■ WORK TO COMPLETE:
Transcribe every entry exactly, with nothing added or left out.

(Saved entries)
○ ○ ○ ○

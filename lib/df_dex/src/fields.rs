//! Field references and definitions.

use crate::annotations::Annotation;
use crate::types::Type;
use crate::values::EncodedValue;
use crate::Index;
use bitflags::bitflags;
use serde::{Deserialize, Deserializer};

bitflags! {
    pub struct FieldFlags: u32 {
        const ACC_PUBLIC                = 0x00001;
        const ACC_PRIVATE               = 0x00002;
        const ACC_PROTECTED             = 0x00004;
        const ACC_STATIC                = 0x00008;
        const ACC_FINAL                 = 0x00010;
        const ACC_VOLATILE              = 0x00040;
        const ACC_TRANSIENT             = 0x00080;
        const ACC_SYNTHETIC             = 0x01000;
        const ACC_ENUM                  = 0x04000;
    }
}

const FIELD_MODIFIERS: [(FieldFlags, &str); 9] = [
    (FieldFlags::ACC_PUBLIC, "public"),
    (FieldFlags::ACC_PRIVATE, "private"),
    (FieldFlags::ACC_PROTECTED, "protected"),
    (FieldFlags::ACC_STATIC, "static"),
    (FieldFlags::ACC_FINAL, "final"),
    (FieldFlags::ACC_VOLATILE, "volatile"),
    (FieldFlags::ACC_TRANSIENT, "transient"),
    (FieldFlags::ACC_SYNTHETIC, "synthetic"),
    (FieldFlags::ACC_ENUM, "enum"),
];

impl FieldFlags {
    #[must_use]
    pub fn modifiers(&self) -> Vec<&'static str> {
        FIELD_MODIFIERS
            .iter()
            .filter(|(flag, _)| self.contains(*flag))
            .map(|(_, name)| *name)
            .collect()
    }
}

impl<'de> Deserialize<'de> for FieldFlags {
    fn deserialize<D: Deserializer<'de>>(deserializer: D) -> Result<Self, D::Error> {
        u32::deserialize(deserializer).map(Self::from_bits_truncate)
    }
}

/// A field reference as found in the container field table.
#[derive(Debug, Clone, PartialEq, Eq, Hash, Deserialize)]
pub struct FieldRef {
    class: Type,
    name: String,
    #[serde(rename = "type")]
    type_: Type,
}

impl FieldRef {
    #[must_use]
    pub const fn new(class: Type, name: String, type_: Type) -> Self {
        Self { class, name, type_ }
    }

    #[inline]
    #[must_use]
    pub const fn class(&self) -> &Type {
        &self.class
    }

    #[inline]
    #[must_use]
    pub fn name(&self) -> &str {
        &self.name
    }

    #[inline]
    #[must_use]
    pub const fn type_(&self) -> &Type {
        &self.type_
    }
}

/// A field defined by a class.
#[derive(Debug, Deserialize)]
pub struct FieldDef {
    field: Index<FieldRef>,
    access_flags: FieldFlags,
    #[serde(default)]
    initial_value: Option<EncodedValue>,
    #[serde(default)]
    annotations: Vec<Annotation>,
}

impl FieldDef {
    #[inline]
    #[must_use]
    pub const fn field(&self) -> Index<FieldRef> {
        self.field
    }

    #[inline]
    #[must_use]
    pub const fn flags(&self) -> FieldFlags {
        self.access_flags
    }

    #[inline]
    #[must_use]
    pub const fn initial_value(&self) -> Option<&EncodedValue> {
        self.initial_value.as_ref()
    }

    #[inline]
    #[must_use]
    pub fn annotations(&self) -> &[Annotation] {
        &self.annotations
    }
}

○ ○ ○ ○

■ WRITTEN SOLUTION:
filename lib/df_dex/src/fields.rs
//! Field references and definitions.

use crate::annotations::Annotation;
use crate::types::Type;
use crate::values::EncodedValue;
use crate::Index;
use bitflags::bitflags;
use serde::{Deserialize, Deserializer};

bitflags! {
    pub struct FieldFlags: u32 {
        const ACC_PUBLIC                = 0x00001;
        const ACC_PRIVATE               = 0x00002;
        const ACC_PROTECTED             = 0x00004;
        const ACC_STATIC                = 0x00008;
        const ACC_FINAL                 = 0x00010;
        const ACC_VOLATILE              = 0x00040;
        const ACC_TRANSIENT             = 0x00080;
        const ACC_SYNTHETIC             = 0x01000;
        const ACC_ENUM                  = 0x04000;
    }
}

const FIELD_MODIFIERS: [(FieldFlags, &str); 9] = [
    (FieldFlags::ACC_PUBLIC, "public"),
    (FieldFlags::ACC_PRIVATE, "private"),
    (FieldFlags::ACC_PROTECTED, "protected"),
    (FieldFlags::ACC_STATIC, "static"),
    (FieldFlags::ACC_FINAL, "final"),
    (FieldFlags::ACC_VOLATILE, "volatile"),
    (FieldFlags::ACC_TRANSIENT, "transient"),
    (FieldFlags::ACC_SYNTHETIC, "synthetic"),
    (FieldFlags::ACC_ENUM, "enum"),
];

impl FieldFlags {
    #[must_use]
    pub fn modifiers(&self) -> Vec<&'static str> {
        FIELD_MODIFIERS
            .iter()
            .filter(|(flag, _)| self.contains(*flag))
            .map(|(_, name)| *name)
            .collect()
    }
}

impl<'de> Deserialize<'de> for FieldFlags {
    fn deserialize<D: Deserializer<'de>>(deserializer: D) -> Result<Self, D::Error> {
        u32::deserialize(deserializer).map(Self::from_bits_truncate)
    }
}

/// A field reference as found in the container field table.
#[derive(Debug, Clone, PartialEq, Eq, Hash, Deserialize)]
pub struct FieldRef {
    class: Type,
    name: String,
    #[serde(rename = "type")]
    type_: Type,
}

impl FieldRef {
    #[must_use]
    pub const fn new(class: Type, name: String, type_: Type) -> Self {
        Self { class, name, type_ }
    }

    #[inline]
    #[must_use]
    pub const fn class(&self) -> &Type {
        &self.class
    }

    #[inline]
    #[must_use]
    pub fn name(&self) -> &str {
        &self.name
    }

    #[inline]
    #[must_use]
    pub const fn type_(&self) -> &Type {
        &self.type_
    }
}

/// A field defined by a class.
#[derive(Debug, Deserialize)]
pub struct FieldDef {
    field: Index<FieldRef>,
    access_flags: FieldFlags,
    #[serde(default)]
    initial_value: Option<EncodedValue>,
    #[serde(default)]
    annotations: Vec<Annotation>,
}

impl FieldDef {
    #[inline]
    #[must_use]
    pub const fn field(&self) -> Index<FieldRef> {
        self.field
    }

    #[inline]
    #[must_use]
    pub const fn flags(&self) -> FieldFlags {
        self.access_flags
    }

    #[inline]
    #[must_use]
    pub const fn initial_value(&self) -> Option<&EncodedValue> {
        self.initial_value.as_ref()
    }

    #[inline]
    #[must_use]
    pub fn annotations(&self) -> &[Annotation] {
        &self.annotations
    }
}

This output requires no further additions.